Chances are, if you’re going to borrow a cup of sugar from the neighbor across the street, you’ll walk.  If you’re going to cut down your own Christmas tree at the farm 20 miles down the road, you’re going to drive.  For all other transportation needs that fall somewhere between these two extremes, you make a choice as to how you’re going to get there.  Do you usually make the best choice?  How do you decide?

How to Get from Point A to Point B With Karma Sense

When you need to run an errand, get to work, or an appointment, or catch a train you make a decision, whether consciously or not, on how you’ll get there.  This decision can be based on many variables including:

  • Time – For many, this is the primary consideration,  What is the fastest way to get there?  Unfortunately, often by the time we’ve asked ourselves we’ve already decided we’re going to drive so this calculation comes down to what is the best route and not the best mode.  Since this is a post about driving as a last resort, I’ll eventually make the case that the time saved by driving isn’t always worth it.
  • Safety – This should probably be the primary consideration but it rarely is.  Still, the best reasons to drive are often safety based.  Walking or cycling (or cross country skiing or roller blading) on a well-traveled path far from traffic in the middle of the day can be a life-affirming experience.  Walking on a deserted two-lane country road at 2:00 AM is an excellent opening shot for the next Friday the 13th movie.
  • Enjoyment – I don’t want to discount that for some, driving in the car can be a pleasant experience.  But many of the same people who seek that feeling also enjoy nature, experiencing new things, and meeting new people.  These features are all more accessible when car-free.  And traffic is almost always a problem unique to motor transportation.
  • Effort  – Back to the Christmas tree farm, there is no doubt that a car is the path of least resistance.  But what about going to the grocery or drug store to get one item?  Or dry cleaning?  Or getting you hair cut?
  • Cost – Car free options are almost always cheaper with respect to direct expenses.  But our time is valuable too.  This is one of the trade-offs we make.  But just to complete the picture, I’ll add public transportation options here.  Sometimes these are cheaper.  Sometimes they aren’t.  It is almost always cheaper and faster to drive 300 miles and maybe pay to park than it is to fly or take a train (and also park or arrange for car service).
  • Nobility – One of these transportation options almost always makes you feel better about yourself.  But it’s a matter of personal preference.
  • Health – The Safety variable is linked to health.  But health has other considerations as well.  It’ll come as no surprise that I think you should increase where this variable falls in the priority list.  Keep in mind that the US Department of Health and Human Services recommends 2 1/2 hours of moderate-intensity exercise per week.  Walking a mile in 20 minutes qualifies and this is a very attainable pace for most adults regardless of fitness level.  On the other side, the new studies on how harmful extended sitting can be are alarming.
  • Sustainability – Maybe this is a subcategory of Nobility but for those of us who want to decrease our global footprint, driving is almost always the least sustainable option; despite what some politicians claim.
  • Productivity – What else can you get done while you’re in the act of transporting yourself?  If I exclude texting while driving/walking/cycling based on the Safety variable, public transportation almost always scores.
  • Mental stimulation – There are two aspects to this variable.  One is what mode of transportation makes you smarter?  Once again, science tells us that exercise improves intelligence, concentration, memory, and creativity.   But to be fair, studies on how driving affects intelligence are few and far between.  The best I could find is a link between bad driving and low intelligence.  Which explains Maryland.  The other aspect of this variable is that nontraditional modes of transportation can lead to thinking through challenges in new ways.
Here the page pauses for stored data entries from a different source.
use crate::models::SimConfig;
use crate::report::SimulationResult;

pub trait Formatter {
    fn write(&self, result: &SimulationResult) -> String;
}

pub struct HumanFormatter;
pub struct SummaryFormatter;
pub struct JsonFormatter;

impl Formatter for SummaryFormatter {
    fn write(&self, result: &SimulationResult) -> String {
        let mut out = String::new();
        out.push_str("Summary:\n");
        out.push_str(&format!("arrivals: {}\n", result.totals.arrivals));
        out.push_str(&format!("departures: {}\n", result.totals.departures));
        out.push_str(&format!("losses: {}\n", result.totals.losses));
        out.push_str(&format!("avg users: {:.3}\n", result.metrics.avg_users));
        match result.metrics.avg_delay {
            Some(delay) => out.push_str(&format!("avg delay: {:.3} s\n", delay)),
            None => out.push_str("avg delay: n/a\n"),
        }
        out
    }
}

impl Formatter for HumanFormatter {
    fn write(&self, result: &SimulationResult) -> String {
        let mut out = String::new();
        out.push_str("Metadata:\n");
        out.push_str(&format!("seed: {}\n", result.metadata.seed));
        out.push_str(&format!("horizon: {} s\n", result.metadata.horizon));
        out.push_str(&format!("assignment: {}\n", result.metadata.assignment));
        out.push_str("Stations:\n");
        for station in &result.stations {
            out.push_str(&format!(
                "- station {} (rate {:.3}/s, battery {}, {} recharge cycles)\n",
                station.id, station.capacity_rate, station.battery_status, station.recharge_cycles
            ));
            for (idx, server) in station.servers.iter().enumerate() {
                out.push_str(&format!(
                    "  server {}: {} selections, busy {:.1} s\n",
                    idx, server.selections, server.busy_time
                ));
            }
        }
        out.push_str(&SummaryFormatter.write(result));
        out
    }
}

impl Formatter for JsonFormatter {
    fn write(&self, result: &SimulationResult) -> String {
        let mut out =
            serde_json::to_string_pretty(result).unwrap_or_else(|err| format!("{{\"error\":\"{}\"}}", err));
        out.push('\n');
        out
    }
}

/// Deterministic rendering of a parsed config for `show-config`.
pub fn render_config(config: &SimConfig) -> String {
    let mut out = String::new();
    out.push_str(&format!("Arrival rate: {}/s\n", config.arrival_rate));
    out.push_str(&format!("Horizon: {} s\n", config.sim_time));
    out.push_str(&format!("Seed: {}\n", config.seed));
    out.push_str(&format!("Assignment: {}\n", config.assignment));
    out.push_str("Stations:\n");
    for (id, station) in config.stations.iter().enumerate() {
        out.push_str(&format!(
            "- station {}: {} servers, power {}, capacity {}, dispatch {}\n",
            id,
            station.service_times.len(),
            station.power_supply,
            station.capacity,
            station.dispatch
        ));
    }
    out
}
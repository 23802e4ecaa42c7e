use std::fs;
use std::path::Path;

use crate::error::{Error, Result};
use crate::models::SimConfig;

pub fn load_config(path: &Path) -> Result<SimConfig> {
    let contents = fs::read_to_string(path).map_err(|err| {
        Error::ConfigIo(format!(
            "failed to read config '{}': {}",
            path.display(),
            err
        ))
    })?;
    let ext = path
        .extension()
        .and_then(|value| value.to_str())
        .unwrap_or("");

    match ext {
        "toml" => toml::from_str(&contents)
            .map_err(|err| Error::ConfigParse(format!("failed to parse TOML: {}", err))),
        "json" => serde_json::from_str(&contents)
            .map_err(|err| Error::ConfigParse(format!("failed to parse JSON: {}", err))),
        "" => Err(Error::UnsupportedConfigFormat("unknown".to_string())),
        _ => Err(Error::UnsupportedConfigFormat(ext.to_string())),
    }
}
You can read a little about someone who actually took up the challenge of picking up his Christmas tree in this article.

To many the above may be painfully obvious.  And Live Long Lead Long doesn’t really exist to convince you whether to exercise or not.  It’ mission is to help you integrate a healthy lifestyle into an already over-extended life.  So, because I’ve gotten feedback that my posts can be a little winded, I’ll provide some practical applications of the Transportation Mental Calculation in my next post.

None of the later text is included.